[Instructions for the task]
Please give the data below again in full, exactly as it stands.

---+---

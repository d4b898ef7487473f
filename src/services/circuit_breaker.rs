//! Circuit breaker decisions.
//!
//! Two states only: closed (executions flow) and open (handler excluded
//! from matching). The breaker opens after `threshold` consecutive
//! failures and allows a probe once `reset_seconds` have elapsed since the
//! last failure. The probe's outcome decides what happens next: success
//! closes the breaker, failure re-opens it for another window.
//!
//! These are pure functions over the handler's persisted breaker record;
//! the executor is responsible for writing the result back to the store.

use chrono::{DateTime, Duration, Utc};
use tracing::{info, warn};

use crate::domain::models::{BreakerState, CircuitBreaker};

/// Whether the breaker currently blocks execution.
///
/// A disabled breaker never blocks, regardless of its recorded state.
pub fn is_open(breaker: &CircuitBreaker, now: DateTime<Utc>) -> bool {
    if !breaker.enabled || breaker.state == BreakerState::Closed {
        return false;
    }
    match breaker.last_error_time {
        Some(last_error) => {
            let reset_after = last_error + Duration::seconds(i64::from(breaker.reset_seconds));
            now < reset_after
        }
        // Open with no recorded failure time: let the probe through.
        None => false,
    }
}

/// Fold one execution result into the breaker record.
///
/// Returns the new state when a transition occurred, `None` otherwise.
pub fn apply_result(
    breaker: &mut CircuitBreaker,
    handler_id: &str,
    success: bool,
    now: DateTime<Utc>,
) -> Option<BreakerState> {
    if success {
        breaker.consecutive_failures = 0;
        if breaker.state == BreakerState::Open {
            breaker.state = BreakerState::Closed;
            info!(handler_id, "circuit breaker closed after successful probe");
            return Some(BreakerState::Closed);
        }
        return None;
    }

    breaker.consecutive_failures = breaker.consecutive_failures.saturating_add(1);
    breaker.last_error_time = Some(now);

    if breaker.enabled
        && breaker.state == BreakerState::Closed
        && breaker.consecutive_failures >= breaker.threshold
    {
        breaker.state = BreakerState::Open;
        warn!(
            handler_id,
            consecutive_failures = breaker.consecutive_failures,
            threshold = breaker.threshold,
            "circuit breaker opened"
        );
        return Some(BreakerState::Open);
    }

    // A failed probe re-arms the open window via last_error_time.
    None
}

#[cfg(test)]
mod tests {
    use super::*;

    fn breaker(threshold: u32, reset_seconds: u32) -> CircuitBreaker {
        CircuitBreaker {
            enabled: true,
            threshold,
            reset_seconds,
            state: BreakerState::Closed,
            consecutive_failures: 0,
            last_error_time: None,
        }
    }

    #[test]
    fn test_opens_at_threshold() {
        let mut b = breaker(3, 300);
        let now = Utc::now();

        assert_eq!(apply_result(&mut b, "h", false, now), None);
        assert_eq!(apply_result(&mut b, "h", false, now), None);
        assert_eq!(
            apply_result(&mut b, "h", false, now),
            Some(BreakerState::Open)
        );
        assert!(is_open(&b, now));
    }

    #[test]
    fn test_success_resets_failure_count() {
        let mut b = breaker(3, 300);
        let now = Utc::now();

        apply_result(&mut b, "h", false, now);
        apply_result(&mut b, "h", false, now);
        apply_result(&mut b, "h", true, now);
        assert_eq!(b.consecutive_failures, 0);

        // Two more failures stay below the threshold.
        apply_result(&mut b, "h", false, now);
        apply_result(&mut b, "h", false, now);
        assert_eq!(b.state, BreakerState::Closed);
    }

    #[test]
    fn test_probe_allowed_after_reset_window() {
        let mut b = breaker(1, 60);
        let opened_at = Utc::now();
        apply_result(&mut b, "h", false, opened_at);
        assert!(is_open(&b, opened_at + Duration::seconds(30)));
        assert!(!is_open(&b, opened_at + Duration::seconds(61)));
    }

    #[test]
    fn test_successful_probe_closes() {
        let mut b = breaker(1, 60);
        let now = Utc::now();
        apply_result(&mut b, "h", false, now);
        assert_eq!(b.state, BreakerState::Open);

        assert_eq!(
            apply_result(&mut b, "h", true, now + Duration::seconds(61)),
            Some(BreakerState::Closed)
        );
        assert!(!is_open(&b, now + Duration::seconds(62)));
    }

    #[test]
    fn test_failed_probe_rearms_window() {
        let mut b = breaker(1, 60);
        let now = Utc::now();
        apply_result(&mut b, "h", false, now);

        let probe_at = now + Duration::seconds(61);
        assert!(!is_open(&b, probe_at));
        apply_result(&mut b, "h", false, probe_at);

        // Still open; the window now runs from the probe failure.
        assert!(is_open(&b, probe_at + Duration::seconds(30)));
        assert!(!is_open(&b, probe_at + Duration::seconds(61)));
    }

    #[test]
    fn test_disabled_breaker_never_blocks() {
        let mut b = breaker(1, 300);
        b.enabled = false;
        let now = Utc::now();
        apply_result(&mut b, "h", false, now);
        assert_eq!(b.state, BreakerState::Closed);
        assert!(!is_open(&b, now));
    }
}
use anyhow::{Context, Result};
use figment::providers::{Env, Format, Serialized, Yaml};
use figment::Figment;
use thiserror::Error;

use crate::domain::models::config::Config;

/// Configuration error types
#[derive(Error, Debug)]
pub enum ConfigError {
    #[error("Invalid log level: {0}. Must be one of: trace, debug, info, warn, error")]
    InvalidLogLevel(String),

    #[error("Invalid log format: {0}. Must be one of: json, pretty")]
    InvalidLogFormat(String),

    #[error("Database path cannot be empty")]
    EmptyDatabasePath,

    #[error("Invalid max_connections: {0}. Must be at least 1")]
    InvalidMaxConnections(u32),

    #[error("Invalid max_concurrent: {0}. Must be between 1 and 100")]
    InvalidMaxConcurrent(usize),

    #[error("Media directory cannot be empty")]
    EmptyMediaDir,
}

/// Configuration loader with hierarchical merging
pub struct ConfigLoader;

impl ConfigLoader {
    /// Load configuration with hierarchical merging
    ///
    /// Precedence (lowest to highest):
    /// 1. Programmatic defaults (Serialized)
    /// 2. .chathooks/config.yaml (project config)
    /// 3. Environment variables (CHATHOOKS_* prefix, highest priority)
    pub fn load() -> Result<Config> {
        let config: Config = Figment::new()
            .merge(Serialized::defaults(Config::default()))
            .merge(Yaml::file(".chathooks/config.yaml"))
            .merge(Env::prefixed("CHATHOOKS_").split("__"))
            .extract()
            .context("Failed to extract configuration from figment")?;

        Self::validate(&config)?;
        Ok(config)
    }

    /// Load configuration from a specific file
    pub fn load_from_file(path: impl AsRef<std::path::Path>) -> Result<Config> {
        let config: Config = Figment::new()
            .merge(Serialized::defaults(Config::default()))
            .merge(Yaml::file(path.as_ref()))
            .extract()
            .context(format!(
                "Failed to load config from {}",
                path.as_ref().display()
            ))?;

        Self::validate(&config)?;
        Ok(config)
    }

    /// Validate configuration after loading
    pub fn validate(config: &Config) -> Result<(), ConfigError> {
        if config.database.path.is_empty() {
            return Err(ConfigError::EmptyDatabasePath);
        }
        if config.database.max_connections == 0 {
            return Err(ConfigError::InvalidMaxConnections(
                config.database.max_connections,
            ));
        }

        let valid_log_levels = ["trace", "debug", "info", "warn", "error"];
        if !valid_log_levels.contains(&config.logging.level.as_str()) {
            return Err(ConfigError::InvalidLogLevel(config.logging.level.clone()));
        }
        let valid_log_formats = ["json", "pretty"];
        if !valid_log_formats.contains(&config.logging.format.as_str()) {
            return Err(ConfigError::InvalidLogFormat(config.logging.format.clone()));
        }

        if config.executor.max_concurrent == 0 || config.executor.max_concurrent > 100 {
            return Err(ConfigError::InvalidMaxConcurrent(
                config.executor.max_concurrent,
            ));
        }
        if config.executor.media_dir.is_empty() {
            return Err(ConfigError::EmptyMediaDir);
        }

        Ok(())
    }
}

---+---

[Answer space]
repository d4b898ef7487473f
filename src/services/circuit_breaker.rs
//! Circuit breaker decisions.
//!
//! Two states only: closed (executions flow) and open (handler excluded
//! from matching). The breaker opens after `threshold` consecutive
//! failures and allows a probe once `reset_seconds` have elapsed since the
//! last failure. The probe's outcome decides what happens next: success
//! closes the breaker, failure re-opens it for another window.
//!
//! These are pure functions over the handler's persisted breaker record;
//! the executor is responsible for writing the result back to the store.

use chrono::{DateTime, Duration, Utc};
use tracing::{info, warn};

use crate::domain::models::{BreakerState, CircuitBreaker};

/// Whether the breaker currently blocks execution.
///
/// A disabled breaker never blocks, regardless of its recorded state.
pub fn is_open(breaker: &CircuitBreaker, now: DateTime<Utc>) -> bool {
    if !breaker.enabled || breaker.state == BreakerState::Closed {
        return false;
    }
    match breaker.last_error_time {
        Some(last_error) => {
            let reset_after = last_error + Duration::seconds(i64::from(breaker.reset_seconds));
            now < reset_after
        }
        // Open with no recorded failure time: let the probe through.
        None => false,
    }
}

/// Fold one execution result into the breaker record.
///
/// Returns the new state when a transition occurred, `None` otherwise.
pub fn apply_result(
    breaker: &mut CircuitBreaker,
    handler_id: &str,
    success: bool,
    now: DateTime<Utc>,
) -> Option<BreakerState> {
    if success {
        breaker.consecutive_failures = 0;
        if breaker.state == BreakerState::Open {
            breaker.state = BreakerState::Closed;
            info!(handler_id, "circuit breaker closed after successful probe");
            return Some(BreakerState::Closed);
        }
        return None;
    }

    breaker.consecutive_failures = breaker.consecutive_failures.saturating_add(1);
    breaker.last_error_time = Some(now);

    if breaker.enabled
        && breaker.state == BreakerState::Closed
        && breaker.consecutive_failures >= breaker.threshold
    {
        breaker.state = BreakerState::Open;
        warn!(
            handler_id,
            consecutive_failures = breaker.consecutive_failures,
            threshold = breaker.threshold,
            "circuit breaker opened"
        );
        return Some(BreakerState::Open);
    }

    // A failed probe re-arms the open window via last_error_time.
    None
}

#[cfg(test)]
mod tests {
    use super::*;

    fn breaker(threshold: u32, reset_seconds: u32) -> CircuitBreaker {
        CircuitBreaker {
            enabled: true,
            threshold,
            reset_seconds,
            state: BreakerState::Closed,
            consecutive_failures: 0,
            last_error_time: None,
        }
    }

    #[test]
    fn test_opens_at_threshold() {
        let mut b = breaker(3, 300);
        let now = Utc::now();

        assert_eq!(apply_result(&mut b, "h", false, now), None);
        assert_eq!(apply_result(&mut b, "h", false, now), None);
        assert_eq!(
            apply_result(&mut b, "h", false, now),
            Some(BreakerState::Open)
        );
        assert!(is_open(&b, now));
    }

    #[test]
    fn test_success_resets_failure_count() {
        let mut b = breaker(3, 300);
        let now = Utc::now();

        apply_result(&mut b, "h", false, now);
        apply_result(&mut b, "h", false, now);
        apply_result(&mut b, "h", true, now);
        assert_eq!(b.consecutive_failures, 0);

        // Two more failures stay below the threshold.
        apply_result(&mut b, "h", false, now);
        apply_result(&mut b, "h", false, now);
        assert_eq!(b.state, BreakerState::Closed);
    }

    #[test]
    fn test_probe_allowed_after_reset_window() {
        let mut b = breaker(1, 60);
        let opened_at = Utc::now();
        apply_result(&mut b, "h", false, opened_at);
        assert!(is_open(&b, opened_at + Duration::seconds(30)));
        assert!(!is_open(&b, opened_at + Duration::seconds(61)));
    }

    #[test]
    fn test_successful_probe_closes() {
        let mut b = breaker(1, 60);
        let now = Utc::now();
        apply_result(&mut b, "h", false, now);
        assert_eq!(b.state, BreakerState::Open);

        assert_eq!(
            apply_result(&mut b, "h", true, now + Duration::seconds(61)),
            Some(BreakerState::Closed)
        );
        assert!(!is_open(&b, now + Duration::seconds(62)));
    }

    #[test]
    fn test_failed_probe_rearms_window() {
        let mut b = breaker(1, 60);
        let now = Utc::now();
        apply_result(&mut b, "h", false, now);

        let probe_at = now + Duration::seconds(61);
        assert!(!is_open(&b, probe_at));
        apply_result(&mut b, "h", false, probe_at);

        // Still open; the window now runs from the probe failure.
        assert!(is_open(&b, probe_at + Duration::seconds(30)));
        assert!(!is_open(&b, probe_at + Duration::seconds(61)));
    }

    #[test]
    fn test_disabled_breaker_never_blocks() {
        let mut b = breaker(1, 300);
        b.enabled = false;
        let now = Utc::now();
        apply_result(&mut b, "h", false, now);
        assert_eq!(b.state, BreakerState::Closed);
        assert!(!is_open(&b, now));
    }
}
use anyhow::{Context, Result};
use figment::providers::{Env, Format, Serialized, Yaml};
use figment::Figment;
use thiserror::Error;

use crate::domain::models::config::Config;

/// Configuration error types
#[derive(Error, Debug)]
pub enum ConfigError {
    #[error("Invalid log level: {0}. Must be one of: trace, debug, info, warn, error")]
    InvalidLogLevel(String),

    #[error("Invalid log format: {0}. Must be one of: json, pretty")]
    InvalidLogFormat(String),

    #[error("Database path cannot be empty")]
    EmptyDatabasePath,

    #[error("Invalid max_connections: {0}. Must be at least 1")]
    InvalidMaxConnections(u32),

    #[error("Invalid max_concurrent: {0}. Must be between 1 and 100")]
    InvalidMaxConcurrent(usize),

    #[error("Media directory cannot be empty")]
    EmptyMediaDir,
}

/// Configuration loader with hierarchical merging
pub struct ConfigLoader;

impl ConfigLoader {
    /// Load configuration with hierarchical merging
    ///
    /// Precedence (lowest to highest):
    /// 1. Programmatic defaults (Serialized)
    /// 2. .chathooks/config.yaml (project config)
    /// 3. Environment variables (CHATHOOKS_* prefix, highest priority)
    pub fn load() -> Result<Config> {
        let config: Config = Figment::new()
            .merge(Serialized::defaults(Config::default()))
            .merge(Yaml::file(".chathooks/config.yaml"))
            .merge(Env::prefixed("CHATHOOKS_").split("__"))
            .extract()
            .context("Failed to extract configuration from figment")?;

        Self::validate(&config)?;
        Ok(config)
    }

    /// Load configuration from a specific file
    pub fn load_from_file(path: impl AsRef<std::path::Path>) -> Result<Config> {
        let config: Config = Figment::new()
            .merge(Serialized::defaults(Config::default()))
            .merge(Yaml::file(path.as_ref()))
            .extract()
            .context(format!(
                "Failed to load config from {}",
                path.as_ref().display()
            ))?;

        Self::validate(&config)?;
        Ok(config)
    }

    /// Validate configuration after loading
    pub fn validate(config: &Config) -> Result<(), ConfigError> {
        if config.database.path.is_empty() {
            return Err(ConfigError::EmptyDatabasePath);
        }
        if config.database.max_connections == 0 {
            return Err(ConfigError::InvalidMaxConnections(
                config.database.max_connections,
            ));
        }

        let valid_log_levels = ["trace", "debug", "info", "warn", "error"];
        if !valid_log_levels.contains(&config.logging.level.as_str()) {
            return Err(ConfigError::InvalidLogLevel(config.logging.level.clone()));
        }
        let valid_log_formats = ["json", "pretty"];
        if !valid_log_formats.contains(&config.logging.format.as_str()) {
            return Err(ConfigError::InvalidLogFormat(config.logging.format.clone()));
        }

        if config.executor.max_concurrent == 0 || config.executor.max_concurrent > 100 {
            return Err(ConfigError::InvalidMaxConcurrent(
                config.executor.max_concurrent,
            ));
        }
        if config.executor.media_dir.is_empty() {
            return Err(ConfigError::EmptyMediaDir);
        }

        Ok(())
    }
}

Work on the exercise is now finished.